Поприщин надрывно, молитвенно взывает к матери, как бы прозревая в ней черты Небесной Матери, Богородицы: «Матушка, спаси твоего бедного сына!., ему нет места на свете!» То есть – забери его к себе, в рай. Пока Поприщин оставался на страшной «свободе» бюрократического мира, он – как все – не вспоминал о Боге, мысли о рае, «какого и на небесах нет», навевала ему лишь девическая спальня Софи. Лишь пройдя через ад сумасшедшего дома, он вспоминает о своем вечном Доме и даже видит его, пусть в образе, искаженном безумием. В этот момент ничтожный чиновник ничем не уступает безумному гению из первоначальных планов повести.

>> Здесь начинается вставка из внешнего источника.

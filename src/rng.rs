//! Deterministic pseudo-random source.
//!
//! Every stochastic operation in the crate (initialization, dropout,
//! shuffling, eigen restarts, dataset synthesis) takes an explicit
//! [`Mulberry32`] instance. There is no hidden global randomness, so a run is
//! reproducible bit-for-bit from its seeds.
//!
//! # Example
//!
//! ```rust
//! use fusion_lab::Mulberry32;
//!
//! let mut a = Mulberry32::new(42);
//! let mut b = Mulberry32::new(42);
//! assert_eq!(a.next_f64(), b.next_f64());
//! ```

/// Increment added to the state on every draw.
const GOLDEN_GAMMA: u32 = 0x6D2B_79F5;

/// 2^32 as a float, the divisor mapping a `u32` onto [0, 1).
const TWO_POW_32: f64 = 4_294_967_296.0;

/// 32-bit counter-based generator (mulberry32).
#[derive(Debug, Clone, PartialEq, Eq)]
pub struct Mulberry32 {
    state: u32,
}

impl Mulberry32 {
    /// Creates a generator whose internal state starts at `seed`.
    pub fn new(seed: u32) -> Self {
        Self { state: seed }
    }

    /// Next raw 32-bit output.
    #[inline]
    pub fn next_u32(&mut self) -> u32 {
        self.state = self.state.wrapping_add(GOLDEN_GAMMA);
        let mut t = self.state;
        t = (t ^ (t >> 15)).wrapping_mul(t | 1);
        t ^= t.wrapping_add((t ^ (t >> 7)).wrapping_mul(t | 61));
        t ^ (t >> 14)
    }

    /// Next float in [0, 1).
    #[inline]
    pub fn next_f64(&mut self) -> f64 {
        f64::from(self.next_u32()) / TWO_POW_32
    }

    /// Standard normal variate via Box–Muller on two draws.
    ///
    /// Zero draws are rejected so `ln(0)` never occurs.
    pub fn normal(&mut self) -> f64 {
        let mut u = 0.0;
        while u == 0.0 {
            u = self.next_f64();
        }
        let mut v = 0.0;
        while v == 0.0 {
            v = self.next_f64();
        }
        (-2.0 * u.ln()).sqrt() * (2.0 * std::f64::consts::PI * v).cos()
    }

    /// Returns a Fisher–Yates permutation of `0..n`.
    pub fn shuffled(&mut self, n: usize) -> Vec<usize> {
        let mut order: Vec<usize> = (0..n).collect();
        for i in (1..n).rev() {
            let j = (self.next_f64() * (i + 1) as f64) as usize;
            order.swap(i, j);
        }
        order
    }
}

/// Seed of the generator driving epoch `epoch` of a run keyed by `shuffle_key`.
///
/// The same generator orders that epoch's minibatches and draws its dropout
/// masks.
#[inline]
pub fn epoch_seed(shuffle_key: u32, epoch: usize) -> u32 {
    shuffle_key
        .wrapping_add((epoch as u32).wrapping_mul(101))
        .wrapping_add(7)
}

Но даже такое ужасающе иллюзорное освобождение даруется ему на краткий миг. Финальная фраза «Записок»: «<…> А знаете ли, что у Алжирского дея под носом шишка?» – сколь смешна, столь и страшна. Герой с «седьмого неба» вновь сброшен в свое безумие. Видение Небесного Дома приходит к нему в Желтом Доме, а Желтый Дом неотличим от Дома – Казенного.
Образ Поприщина, рассмотренный современниками прежде всего сквозь призму социальных проблем, отозвался во множестве персонажей русской литературы – вплоть до героев «Палаты № 6» А. П. Чехова.
<7> «Рим»
(отрывок, 1842)
Молодой князь – безымянный герой отделанного отрывка из незавершенного романа «Аннунциата» из итальянской жизни 1820-х гг., над которым Гоголь работал в 1838–1839 гг.

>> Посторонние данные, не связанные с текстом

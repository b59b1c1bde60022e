//! Hidden-layer activation functions and their derivatives.

use std::fmt;
use std::str::FromStr;

use crate::error::LabError;

#[cfg(feature = "serde")]
use serde::{Deserialize, Serialize};

/// `sqrt(2/π)`, the GELU tanh-approximation constant.
const GELU_C: f64 = 0.797_884_560_802_865_4;

/// Logistic sigmoid.
#[inline]
pub fn sigmoid(x: f64) -> f64 {
    1.0 / (1.0 + (-x).exp())
}

/// Activation used by every hidden layer.
#[derive(Debug, Clone, Copy, PartialEq, Eq, Hash, Default)]
#[cfg_attr(feature = "serde", derive(Serialize, Deserialize))]
#[cfg_attr(feature = "serde", serde(rename_all = "lowercase"))]
pub enum Activation {
    Relu,
    Silu,
    Gelu,
    #[default]
    Tanh,
    Sigmoid,
}

impl Activation {
    /// All variants, in display order.
    pub const ALL: [Activation; 5] = [
        Activation::Relu,
        Activation::Silu,
        Activation::Gelu,
        Activation::Tanh,
        Activation::Sigmoid,
    ];

    /// `f(z)`.
    #[inline]
    pub fn apply(self, z: f64) -> f64 {
        match self {
            Activation::Relu => {
                if z > 0.0 {
                    z
                } else {
                    0.0
                }
            }
            Activation::Tanh => z.tanh(),
            Activation::Sigmoid => sigmoid(z),
            Activation::Silu => z * sigmoid(z),
            Activation::Gelu => {
                let u = GELU_C * (z + 0.044715 * z * z * z);
                0.5 * z * (1.0 + u.tanh())
            }
        }
    }

    /// `f'(z)`, evaluated at the pre-activation.
    #[inline]
    pub fn derivative(self, z: f64) -> f64 {
        match self {
            Activation::Relu => {
                if z > 0.0 {
                    1.0
                } else {
                    0.0
                }
            }
            Activation::Tanh => {
                let t = z.tanh();
                1.0 - t * t
            }
            Activation::Sigmoid => {
                let s = sigmoid(z);
                s * (1.0 - s)
            }
            Activation::Silu => {
                let s = sigmoid(z);
                s + z * s * (1.0 - s)
            }
            Activation::Gelu => {
                let zz = z * z;
                let th = (GELU_C * (z + 0.044715 * z * zz)).tanh();
                let sech2 = 1.0 - th * th;
                let du = GELU_C * (1.0 + 0.134145 * zz);
                0.5 * (1.0 + th) + 0.5 * z * sech2 * du
            }
        }
    }

    /// ReLU-family activations get He initialization, the rest Xavier.
    #[inline]
    pub fn uses_he_init(self) -> bool {
        matches!(self, Activation::Relu | Activation::Silu | Activation::Gelu)
    }

    /// Initial hidden bias: a small positive value for ReLU, zero otherwise.
    #[inline]
    pub fn initial_bias(self) -> f64 {
        if self == Activation::Relu {
            0.01
        } else {
            0.0
        }
    }

    pub fn name(self) -> &'static str {
        match self {
            Activation::Relu => "relu",
            Activation::Silu => "silu",
            Activation::Gelu => "gelu",
            Activation::Tanh => "tanh",
            Activation::Sigmoid => "sigmoid",
        }
    }
}

impl fmt::Display for Activation {
    fn fmt(&self, f: &mut fmt::Formatter<'_>) -> fmt::Result {
        f.write_str(self.name())
    }
}

impl FromStr for Activation {
    type Err = LabError;

    fn from_str(s: &str) -> Result<Self, Self::Err> {
        match s.to_ascii_lowercase().as_str() {
            "relu" => Ok(Activation::Relu),
            "silu" => Ok(Activation::Silu),
            "gelu" => Ok(Activation::Gelu),
            "tanh" => Ok(Activation::Tanh),
            "sigmoid" => Ok(Activation::Sigmoid),
            _ => Err(LabError::UnknownActivation(s.to_string())),
        }
    }
}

Отпрыск древней фамилии римских вельмож, князь воспитан аббатом, любившим больше есть, чем читать. В 25 лет отправлен в Лукку, в университет, после 6 лет пребывания в котором направляется в «настоящую Европу», в Париж. (Рим в гоголевской символике – идеальный прообраз мрачного Петербурга; Париж – вечный прообраз бестолковой Москвы.) Легкость, роскошь и пустота Парижа пленяют молодого князя, но через четыре года он разочаровывается в парижском безделье и возвращается через восхитившую его Геную в Рим. Здесь его ждет известие о смерти отца, который за две недели до кончины принял «твердое намерение» жениться, но не успел осуществить намерение.
Молодому князю ничего не остается, как приступить к изучению своего Отечества, которого он совершенно не знает и которое потрясает его естественным соединением античного и первохристианского начал. С этим величием неприятно контрастирует «модный» торговый, пошлый облик современных торговых улиц. Вопрос, который мучит князя, ставшего патриотом: неужели никогда не воскреснет былая слава Италии? Надежда – на римский народ, который не был еще в центре итальянской истории; изучение народа становится главным занятием героя.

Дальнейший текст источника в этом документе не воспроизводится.